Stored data

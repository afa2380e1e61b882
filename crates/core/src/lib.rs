//! Domain primitives for the hookrelay webhook delivery service.
//!
//! This crate has zero internal dependencies so it can be used by the
//! store, engine, and API layers alike:
//!
//! - [`types`] — id and timestamp aliases.
//! - [`error`] — the [`CoreError`](error::CoreError) domain error.
//! - [`events`] — the closed [`EventType`](events::EventType) vocabulary.
//! - [`signature`] — HMAC payload signing and verification.
//! - [`secrets`] — webhook signing-secret generation.
//! - [`backoff`] — exponential retry delay computation.

pub mod backoff;
pub mod error;
pub mod events;
pub mod secrets;
pub mod signature;
pub mod types;

pub use error::CoreError;
pub use events::EventType;
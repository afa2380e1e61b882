//! Postgres-backed [`WebhookStore`] implementation.

use async_trait::async_trait;
use hookrelay_core::types::EntityId;
use sqlx::types::Json;

use crate::models::{AttemptOutcome, SubscriptionChanges, WebhookDelivery, WebhookSubscription};
use crate::store::{StoreError, WebhookStore};
use crate::DbPool;

// ---------------------------------------------------------------------------
// Column lists
// ---------------------------------------------------------------------------

const SUBSCRIPTION_COLUMNS: &str = "\
    id, owner_id, url, events, secret, is_active, metadata, \
    created_at, updated_at";

const DELIVERY_COLUMNS: &str = "\
    id, subscription_id, event, payload, status, attempts, \
    last_attempt_at, response_code, response_body, error, \
    created_at, delivered_at";

/// [`WebhookStore`] backed by the `webhook_subscriptions` and
/// `webhook_deliveries` tables.
pub struct PgWebhookStore {
    pool: DbPool,
}

impl PgWebhookStore {
    pub fn new(pool: DbPool) -> Self {
        Self { pool }
    }
}

#[async_trait]
impl WebhookStore for PgWebhookStore {
    async fn insert_subscription(&self, sub: &WebhookSubscription) -> Result<(), StoreError> {
        sqlx::query(
            "INSERT INTO webhook_subscriptions \
                 (id, owner_id, url, events, secret, is_active, metadata, created_at, updated_at) \
             VALUES ($1, $2, $3, $4, $5, $6, $7, $8, $9)",
        )
        .bind(sub.id)
        .bind(sub.owner_id)
        .bind(&sub.url)
        .bind(Json(&sub.events))
        .bind(&sub.secret)
        .bind(sub.is_active)
        .bind(&sub.metadata)
        .bind(sub.created_at)
        .bind(sub.updated_at)
        .execute(&self.pool)
        .await?;
        Ok(())
    }

    async fn update_subscription(
        &self,
        owner_id: EntityId,
        id: EntityId,
        changes: &SubscriptionChanges,
    ) -> Result<Option<WebhookSubscription>, StoreError> {
        let events_json = changes
            .events
            .as_ref()
            .map(|events| Json(events.iter().map(|e| e.as_str().to_string()).collect::<Vec<_>>()));

        let query = format!(
            "UPDATE webhook_subscriptions SET \
                 url = COALESCE($3, url), \
                 events = COALESCE($4, events), \
                 is_active = COALESCE($5, is_active), \
                 metadata = COALESCE($6, metadata), \
                 updated_at = NOW() \
             WHERE id = $1 AND owner_id = $2 \
             RETURNING {SUBSCRIPTION_COLUMNS}"
        );
        let updated = sqlx::query_as::<_, WebhookSubscription>(&query)
            .bind(id)
            .bind(owner_id)
            .bind(changes.url.as_deref())
            .bind(events_json)
            .bind(changes.is_active)
            .bind(changes.metadata.as_ref())
            .fetch_optional(&self.pool)
            .await?;
        Ok(updated)
    }

    async fn delete_subscription(
        &self,
        owner_id: EntityId,
        id: EntityId,
    ) -> Result<bool, StoreError> {
        let result =
            sqlx::query("DELETE FROM webhook_subscriptions WHERE id = $1 AND owner_id = $2")
                .bind(id)
                .bind(owner_id)
                .execute(&self.pool)
                .await?;
        Ok(result.rows_affected() > 0)
    }

    async fn list_subscriptions(
        &self,
        owner_id: EntityId,
    ) -> Result<Vec<WebhookSubscription>, StoreError> {
        let query = format!(
            "SELECT {SUBSCRIPTION_COLUMNS} FROM webhook_subscriptions \
             WHERE owner_id = $1 ORDER BY created_at DESC"
        );
        let subs = sqlx::query_as::<_, WebhookSubscription>(&query)
            .bind(owner_id)
            .fetch_all(&self.pool)
            .await?;
        Ok(subs)
    }

    async fn find_subscription(
        &self,
        owner_id: EntityId,
        id: EntityId,
    ) -> Result<Option<WebhookSubscription>, StoreError> {
        let query = format!(
            "SELECT {SUBSCRIPTION_COLUMNS} FROM webhook_subscriptions \
             WHERE id = $1 AND owner_id = $2"
        );
        let sub = sqlx::query_as::<_, WebhookSubscription>(&query)
            .bind(id)
            .bind(owner_id)
            .fetch_optional(&self.pool)
            .await?;
        Ok(sub)
    }

    async fn matching_subscriptions(
        &self,
        owner_id: EntityId,
        event: &str,
    ) -> Result<Vec<WebhookSubscription>, StoreError> {
        // `events` is a JSONB array of wire names; containment of a
        // one-element array matches subscriptions holding that event.
        let query = format!(
            "SELECT {SUBSCRIPTION_COLUMNS} FROM webhook_subscriptions \
             WHERE owner_id = $1 \
               AND is_active = TRUE \
               AND events @> jsonb_build_array($2::text)"
        );
        let subs = sqlx::query_as::<_, WebhookSubscription>(&query)
            .bind(owner_id)
            .bind(event)
            .fetch_all(&self.pool)
            .await?;
        Ok(subs)
    }

    async fn insert_delivery(&self, delivery: &WebhookDelivery) -> Result<(), StoreError> {
        sqlx::query(
            "INSERT INTO webhook_deliveries \
                 (id, subscription_id, event, payload, status, attempts, created_at) \
             VALUES ($1, $2, $3, $4, $5, $6, $7)",
        )
        .bind(delivery.id)
        .bind(delivery.subscription_id)
        .bind(&delivery.event)
        .bind(&delivery.payload)
        .bind(&delivery.status)
        .bind(delivery.attempts)
        .bind(delivery.created_at)
        .execute(&self.pool)
        .await?;
        Ok(())
    }

    async fn record_attempt(
        &self,
        delivery_id: EntityId,
        outcome: &AttemptOutcome,
    ) -> Result<(), StoreError> {
        sqlx::query(
            "UPDATE webhook_deliveries SET \
                 status = $2, \
                 attempts = $3, \
                 last_attempt_at = $4, \
                 response_code = $5, \
                 response_body = $6, \
                 error = $7, \
                 delivered_at = $8 \
             WHERE id = $1",
        )
        .bind(delivery_id)
        .bind(outcome.status.as_str())
        .bind(outcome.attempts)
        .bind(outcome.last_attempt_at)
        .bind(outcome.response_code)
        .bind(outcome.response_body.as_deref())
        .bind(outcome.error.as_deref())
        .bind(outcome.delivered_at)
        .execute(&self.pool)
        .await?;
        Ok(())
    }

    async fn list_deliveries(
        &self,
        subscription_id: EntityId,
        limit: i64,
        offset: i64,
    ) -> Result<Vec<WebhookDelivery>, StoreError> {
        let query = format!(
            "SELECT {DELIVERY_COLUMNS} FROM webhook_deliveries \
             WHERE subscription_id = $1 \
             ORDER BY created_at DESC LIMIT $2 OFFSET $3"
        );
        let deliveries = sqlx::query_as::<_, WebhookDelivery>(&query)
            .bind(subscription_id)
            .bind(limit)
            .bind(offset)
            .fetch_all(&self.pool)
            .await?;
        Ok(deliveries)
    }

    async fn find_delivery(&self, id: EntityId) -> Result<Option<WebhookDelivery>, StoreError> {
        let query = format!("SELECT {DELIVERY_COLUMNS} FROM webhook_deliveries WHERE id = $1");
        let delivery = sqlx::query_as::<_, WebhookDelivery>(&query)
            .bind(id)
            .fetch_optional(&self.pool)
            .await?;
        Ok(delivery)
    }
}
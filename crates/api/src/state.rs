use std::sync::Arc;

use hookrelay_engine::WebhookEngine;

use crate::config::ServerConfig;

/// Shared application state available to all Axum handlers via `State<AppState>`.
///
/// Cheaply cloneable (inner data is behind `Arc`).
#[derive(Clone)]
pub struct AppState {
    /// The webhook delivery engine.
    pub engine: Arc<WebhookEngine>,
    /// Server configuration.
    pub config: Arc<ServerConfig>,
}
//! The student editor: turns route emissions and user commands into calls on
//! the student API, and sequences the feedback that follows.
//!
//! Everything runs on the task that owns the [`EditorController`]. Requests are
//! futures parked in the controller and their completions are applied one at a
//! time, so the working copy never needs a lock.

use crate::{
    api::{GenderApi, StudentApi},
    config::EditorSettings,
    data::{FileInput, Gender, ImageUpload, Student, StudentField, UploadedImage},
    diagnostics::{DiagnosticEvent, DiagnosticKind, DiagnosticSink},
    error::EditorResult,
    feedback::{Navigator, Notifier},
    form::BoundForm,
    route::{ParamMap, is_add_sentinel},
};
use futures::{
    FutureExt, Stream, StreamExt,
    future::BoxFuture,
    stream::FuturesUnordered,
};
use phase::{EditorMode, EditorPhase, PhaseEvent, PhaseMachine};
use std::{pin::Pin, sync::Arc};
use tokio::{
    sync::{mpsc::UnboundedReceiver, oneshot},
    time::{Sleep, sleep},
};

pub mod phase;
pub mod view;

#[cfg(test)]
mod test_support;

pub const ADD_HEADER: &str = "Add New Student";
pub const EDIT_HEADER: &str = "Edit Student";
pub const UPDATED_MESSAGE: &str = "Student updated successfully!";
pub const ADDED_MESSAGE: &str = "Student added successfully!";
pub const DELETED_MESSAGE: &str = "Student deleted successfully!";
pub const IMAGE_UPDATED_MESSAGE: &str = "Image updated successfully!";

/// Everything outside the editor that it calls into.
#[derive(Clone)]
pub struct Collaborators {
    pub students: Arc<dyn StudentApi>,
    pub genders: Arc<dyn GenderApi>,
    pub navigator: Arc<dyn Navigator>,
    pub notifier: Arc<dyn Notifier>,
    pub diagnostics: Arc<dyn DiagnosticSink>,
}

#[derive(Debug, Clone, Copy, PartialEq, Eq)]
pub enum EditorAction {
    Update,
    Create,
    Delete,
    Upload,
}

impl EditorAction {
    const fn diagnostic_kind(self) -> DiagnosticKind {
        match self {
            Self::Update => DiagnosticKind::Update,
            Self::Create => DiagnosticKind::Create,
            Self::Delete => DiagnosticKind::Delete,
            Self::Upload => DiagnosticKind::Upload,
        }
    }
}

pub enum EditorCommand {
    SetField(StudentField, String),
    /// Create or update, depending on the mode.
    Save,
    Update,
    Create,
    Delete,
    UploadImage(FileInput),
    Snapshot(oneshot::Sender<EditorSnapshot>),
    Deactivate,
}

#[derive(Debug, Clone)]
pub struct EditorSnapshot {
    pub phase: EditorPhase,
    pub header: String,
    pub route_id: Option<String>,
    pub student: Student,
    pub genders: Vec<Gender>,
    pub display_image_url: String,
    pub form_is_valid: bool,
}

impl EditorSnapshot {
    pub fn mode(&self) -> Option<EditorMode> {
        self.phase.mode()
    }
}

enum Completion {
    Record(EditorResult<Student>),
    Genders(EditorResult<Vec<Gender>>),
    Updated(EditorResult<Student>),
    Created(EditorResult<Student>),
    Deleted(EditorResult<()>),
    Uploaded(EditorResult<UploadedImage>),
}

struct PendingRedirect {
    timer: Pin<Box<Sleep>>,
    target: String,
}

pub struct EditorController {
    collaborators: Collaborators,
    settings: Arc<EditorSettings>,
    form: Option<Box<dyn BoundForm>>,
    machine: PhaseMachine,
    route_id: Option<String>,
    header: String,
    student: Student,
    genders: Vec<Gender>,
    display_image_url: String,
    in_flight: FuturesUnordered<BoxFuture<'static, Completion>>,
    action_in_flight: Option<EditorAction>,
    pending_redirect: Option<PendingRedirect>,
}
#![warn(clippy::pedantic, clippy::all, clippy::nursery)]

use snafu::ResultExt;
use std::{path::Path, sync::Arc};
use student_editor::{
    Collaborators, EditorCommand, EditorController, EditorResult,
    api::InMemoryStudentApi,
    config::RuntimeConfiguration,
    data::{FileInput, StudentField},
    diagnostics::TracingDiagnostics,
    editor::view::render_page,
    error::{IoSnafu, JsonSnafu},
    feedback::{ConsoleNotifier, RouteNavigator},
    form::StudentDetailsForm,
    route::ParamMap,
};
use tokio::{
    io::{AsyncBufReadExt, BufReader},
    sync::{mpsc::UnboundedSender, oneshot, watch},
};
use tokio_stream::wrappers::WatchStream;
use tracing_subscriber::{EnvFilter, FmtSubscriber};

#[macro_use]
extern crate tracing;

const HELP: &str = "commands: open <id|add>, set <field> <value>, save, add, update, delete, upload <path>, show [html|json], genders, quit";

#[tokio::main]
async fn main() {
    let dotenv_result = dotenvy::dotenv();

    tracing::subscriber::set_global_default(
        FmtSubscriber::builder()
            .with_env_filter(EnvFilter::from_default_env())
            .with_writer(std::io::stderr)
            .finish(),
    )
    .expect("unable to set tracing subscriber");

    info!("`tracing` online");
    if let Err(e) = dotenv_result {
        debug!(?e, "no .env loaded");
    }

    let config = RuntimeConfiguration::new().expect("unable to create config");
    let settings = config.editor_settings();
    let api = Arc::new(InMemoryStudentApi::with_default_genders(config.api_config()));

    let initial_route = std::env::args().nth(1).unwrap_or_else(|| "add".to_string());
    let (route_tx, route_rx) = watch::channel(ParamMap::with_id(initial_route));
    let (command_tx, command_rx) = tokio::sync::mpsc::unbounded_channel();

    let collaborators = Collaborators {
        students: api.clone(),
        genders: api,
        navigator: Arc::new(RouteNavigator::new(
            route_tx.clone(),
            command_tx.clone(),
            settings.collection_path.clone(),
        )),
        notifier: Arc::new(ConsoleNotifier),
        diagnostics: Arc::new(TracingDiagnostics),
    };
    let controller = EditorController::new(collaborators, settings).with_form(StudentDetailsForm);

    let session = tokio::spawn(controller.run(WatchStream::new(route_rx), command_rx));

    println!("{HELP}");
    let mut lines = BufReader::new(tokio::io::stdin()).lines();
    loop {
        let line = match lines.next_line().await {
            Ok(Some(line)) => line,
            Ok(None) => break,
            Err(e) => {
                error!(?e, "unable to read stdin");
                break;
            }
        };

        match handle_line(line.trim(), &command_tx, &route_tx).await {
            Ok(true) => {}
            Ok(false) => break,
            Err(e) => println!("!! {e}"),
        }
        if session.is_finished() {
            break;
        }
    }

    let _ = command_tx.send(EditorCommand::Deactivate);
    let last = session.await.expect("unable to join editor task");
    info!(phase = ?last.phase, "editor closed");
}

/// Returns `Ok(false)` once the session should end.
async fn handle_line(
    line: &str,
    commands: &UnboundedSender<EditorCommand>,
    route: &watch::Sender<ParamMap>,
) -> EditorResult<bool> {
    let (verb, rest) = line.split_once(' ').unwrap_or((line, ""));
    let rest = rest.trim();

    let command = match verb {
        "" => return Ok(true),
        "quit" | "exit" => return Ok(false),
        "help" => {
            println!("{HELP}");
            return Ok(true);
        }
        "open" => return Ok(route.send(ParamMap::with_id(rest)).is_ok()),
        "set" => {
            let (field, value) = rest.split_once(' ').unwrap_or((rest, ""));
            EditorCommand::SetField(field.parse::<StudentField>()?, value.trim().to_string())
        }
        "save" => EditorCommand::Save,
        "add" => EditorCommand::Create,
        "update" => EditorCommand::Update,
        "delete" => EditorCommand::Delete,
        "upload" => {
            let path = Path::new(rest);
            let bytes = tokio::fs::read(path).await.context(IoSnafu)?;
            let name = path
                .file_name()
                .map(|name| name.to_string_lossy().into_owned())
                .unwrap_or_default();
            EditorCommand::UploadImage(FileInput::single(name, bytes))
        }
        "show" | "genders" => {
            let (reply_tx, reply_rx) = oneshot::channel();
            if commands.send(EditorCommand::Snapshot(reply_tx)).is_err() {
                return Ok(false);
            }
            let Ok(snapshot) = reply_rx.await else {
                return Ok(false);
            };

            match (verb, rest) {
                ("genders", _) => {
                    for gender in &snapshot.genders {
                        println!("{}  {}", gender.id, gender.description);
                    }
                }
                (_, "html") => println!("{}", render_page(&snapshot).into_string()),
                (_, "json") => println!(
                    "{}",
                    serde_json::to_string_pretty(&snapshot.student).context(JsonSnafu)?
                ),
                _ => println!(
                    "{} [{:?}] id={:?} image={} valid={}",
                    snapshot.header,
                    snapshot.phase,
                    snapshot.student.id,
                    snapshot.display_image_url,
                    snapshot.form_is_valid
                ),
            }
            return Ok(true);
        }
        other => {
            println!("unknown command {other:?}, {HELP}");
            return Ok(true);
        }
    };

    Ok(commands.send(command).is_ok())
}
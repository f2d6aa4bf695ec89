use crate::error::EditorError;
use std::fmt;

/// Which silent branch produced a diagnostic.
#[derive(Debug, Clone, Copy, PartialEq, Eq, Hash)]
pub enum DiagnosticKind {
    LoadRecord,
    LoadGenders,
    Update,
    Create,
    Delete,
    Upload,
    RejectedInput,
    Ignored,
}

impl fmt::Display for DiagnosticKind {
    fn fmt(&self, f: &mut fmt::Formatter<'_>) -> fmt::Result {
        let name = match self {
            Self::LoadRecord => "load_record",
            Self::LoadGenders => "load_genders",
            Self::Update => "update",
            Self::Create => "create",
            Self::Delete => "delete",
            Self::Upload => "upload",
            Self::RejectedInput => "rejected_input",
            Self::Ignored => "ignored",
        };
        f.write_str(name)
    }
}

/// A failure the user is never shown, kept so it can still be observed.
#[derive(Debug, Clone, PartialEq, Eq)]
pub struct DiagnosticEvent {
    pub kind: DiagnosticKind,
    pub context: String,
    pub message: String,
}

impl DiagnosticEvent {
    pub fn new(kind: DiagnosticKind, context: impl Into<String>, message: impl Into<String>) -> Self {
        Self {
            kind,
            context: context.into(),
            message: message.into(),
        }
    }

    pub fn from_error(kind: DiagnosticKind, context: impl Into<String>, error: &EditorError) -> Self {
        Self::new(kind, context, format!("{} ({})", error, error.kind_name()))
    }
}

pub trait DiagnosticSink: Send + Sync {
    fn report(&self, event: DiagnosticEvent);
}

/// Writes every diagnostic to the `tracing` subscriber.
#[derive(Debug, Default, Clone, Copy)]
pub struct TracingDiagnostics;

impl DiagnosticSink for TracingDiagnostics {
    fn report(&self, event: DiagnosticEvent) {
        match event.kind {
            DiagnosticKind::Ignored | DiagnosticKind::RejectedInput => {
                warn!(kind = %event.kind, context = %event.context, message = %event.message, "editor diagnostic");
            }
            _ => {
                error!(kind = %event.kind, context = %event.context, message = %event.message, "editor diagnostic");
            }
        }
    }
}
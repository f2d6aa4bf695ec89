use crate::editor::phase::{EditorPhase, PhaseEvent};
use snafu::Snafu;
use std::num::ParseIntError;

pub type EditorResult<T> = Result<T, EditorError>;

#[derive(Debug, Snafu)]
#[snafu(visibility(pub))]
pub enum EditorError {
    #[snafu(display("Unable to retrieve env var `{}`", name))]
    BadEnvVar {
        source: dotenvy::Error,
        name: &'static str,
    },
    #[snafu(display("Unable to parse {} from {:?}", name, original))]
    ParseNumber {
        source: ParseIntError,
        name: &'static str,
        original: String,
    },
    #[snafu(display("Unable to find student with ID: {}", id))]
    MissingStudent { id: String },
    #[snafu(display("Unable to find gender with ID: {}", id))]
    MissingGender { id: String },
    #[snafu(display("Unknown student field {:?}", name))]
    UnknownField { name: String },
    #[snafu(display("No file was selected for upload"))]
    NoFileSelected,
    #[snafu(display("{:?} is not a recognised image", file_name))]
    UnsupportedImage { file_name: String },
    #[snafu(display("Student API unavailable: {}", reason))]
    ApiUnavailable { reason: String },
    #[snafu(display("Tried to go from {:?} using {:?}", from, event))]
    InvalidTransition {
        from: EditorPhase,
        event: PhaseEvent,
    },
    #[snafu(display("Error reading input"))]
    Io { source: std::io::Error },
    #[snafu(display("Error with JSON"))]
    Json { source: serde_json::Error },
}

impl EditorError {
    /// Short label used when the error is forwarded to a diagnostic sink.
    pub const fn kind_name(&self) -> &'static str {
        match self {
            Self::BadEnvVar { .. } | Self::ParseNumber { .. } => "config",
            Self::MissingStudent { .. } | Self::MissingGender { .. } => "not_found",
            Self::UnknownField { .. } => "bad_field",
            Self::NoFileSelected | Self::UnsupportedImage { .. } => "bad_upload",
            Self::ApiUnavailable { .. } => "unavailable",
            Self::InvalidTransition { .. } => "transition",
            Self::Io { .. } | Self::Json { .. } => "io",
        }
    }
}
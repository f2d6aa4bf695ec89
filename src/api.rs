//! The request/response surface the editor talks to. Transport is up to the
//! implementation; the editor only ever sees these traits.

use crate::{
    data::{Gender, ImageUpload, Student, UploadedImage},
    error::EditorResult,
};
use async_trait::async_trait;

pub mod in_memory;

pub use in_memory::InMemoryStudentApi;

#[async_trait]
pub trait StudentApi: Send + Sync {
    async fn get_student(&self, id: &str) -> EditorResult<Student>;
    async fn update_student(&self, id: &str, student: Student) -> EditorResult<Student>;
    async fn delete_student(&self, id: &str) -> EditorResult<()>;
    /// Returns the stored record, including the id the API assigned.
    async fn add_student(&self, student: Student) -> EditorResult<Student>;
    async fn upload_image(&self, id: &str, image: ImageUpload) -> EditorResult<UploadedImage>;

    /// Maps a stored image reference to a fetchable URL. Must not block.
    fn get_image_path(&self, relative_path: &str) -> String;
}

#[async_trait]
pub trait GenderApi: Send + Sync {
    async fn get_gender_list(&self) -> EditorResult<Vec<Gender>>;
}
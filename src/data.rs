pub mod gender;
pub mod image;
pub mod student;

pub use gender::Gender;
pub use image::{FileInput, ImageUpload, SelectedFile, UploadedImage};
pub use student::{Address, Student, StudentField};
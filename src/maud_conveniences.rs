use maud::{Markup, Render, html};

const INPUT_CLASSES: &str = "shadow appearance-none border rounded w-full py-2 px-3 leading-tight focus:outline-none focus:shadow-outline bg-gray-700 border-gray-600";

pub fn title(s: impl Render) -> Markup {
    html! {
        h1 class="text-2xl font-semibold mb-4" {(s)}
    }
}

pub fn form_element(id: &'static str, label: &'static str, input: Markup) -> Markup {
    html! {
        div class="mb-4" {
            label for=(id) class="block text-sm font-bold mb-2 text-gray-300" {(label)}
            (input)
        }
    }
}

pub fn simple_form_element(
    id: &'static str,
    label: &'static str,
    required: bool,
    input_type: Option<&'static str>,
    value: &str,
) -> Markup {
    form_element(
        id,
        label,
        html! {
            input required[required] type=(input_type.unwrap_or("text")) id=(id) name=(id) value=(value) class=(INPUT_CLASSES) {}
        },
    )
}

pub fn select_element(
    id: &'static str,
    label: &'static str,
    selected: &str,
    options: impl IntoIterator<Item = (String, String)>,
) -> Markup {
    form_element(
        id,
        label,
        html! {
            select required id=(id) name=(id) class=(INPUT_CLASSES) {
                option value="" selected[selected.is_empty()] {"Select..."}
                @for (value, text) in options {
                    option value=(value) selected[value == selected] {(text)}
                }
            }
        },
    )
}
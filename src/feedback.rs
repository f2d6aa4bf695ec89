//! User-facing side effects the editor asks for but never performs itself.

use crate::{
    editor::EditorCommand,
    route::{ParamMap, RouteTarget},
};
use std::time::Duration;
use tokio::sync::{mpsc::UnboundedSender, watch};

/// Performs navigation by logical path, e.g. `students/42`.
pub trait Navigator: Send + Sync {
    fn navigate_by_url(&self, url: &str);
}

/// Shows a transient message for roughly `duration`.
pub trait Notifier: Send + Sync {
    fn open(&self, message: &str, duration: Duration);
}

/// Prints notifications on stdout, for terminal sessions.
#[derive(Debug, Default, Clone, Copy)]
pub struct ConsoleNotifier;

impl Notifier for ConsoleNotifier {
    fn open(&self, message: &str, duration: Duration) {
        info!(%message, ?duration, "notification");
        println!("** {message}");
    }
}

/// Feeds record navigation back into the route the editor listens to, and
/// closes the editor when navigation leaves for the collection.
pub struct RouteNavigator {
    route: watch::Sender<ParamMap>,
    commands: UnboundedSender<EditorCommand>,
    collection: String,
}

impl RouteNavigator {
    pub fn new(
        route: watch::Sender<ParamMap>,
        commands: UnboundedSender<EditorCommand>,
        collection: impl Into<String>,
    ) -> Self {
        Self {
            route,
            commands,
            collection: collection.into(),
        }
    }
}

impl Navigator for RouteNavigator {
    fn navigate_by_url(&self, url: &str) {
        println!("-> {url}");
        match RouteTarget::from_url(url, &self.collection) {
            Some(RouteTarget::Detail(params)) => {
                if self.route.send(params).is_err() {
                    warn!(%url, "editor no longer listening to the route");
                }
            }
            Some(RouteTarget::Collection) => {
                info!(%url, "left the editor");
                if self.commands.send(EditorCommand::Deactivate).is_err() {
                    debug!(%url, "editor already gone");
                }
            }
            None => warn!(%url, "navigation outside the editor"),
        }
    }
}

_Your assignment_
The response must consist of the lines above, from the first one through the line containing "signing and verification.", reproduced exactly.

_Answer space_
repository afa2380e1e61b882
filename crates/core/src/lib.rs
//! Domain primitives for the hookrelay webhook delivery service.
//!
//! This crate has zero internal dependencies so it can be used by the
//! store, engine, and API layers alike:
//!
//! - [`types`] — id and timestamp aliases.
//! - [`error`] — the [`CoreError`](error::CoreError) domain error.
//! - [`events`] — the closed [`EventType`](events::EventType) vocabulary.
//! - [`signature`] — HMAC payload signing and verification.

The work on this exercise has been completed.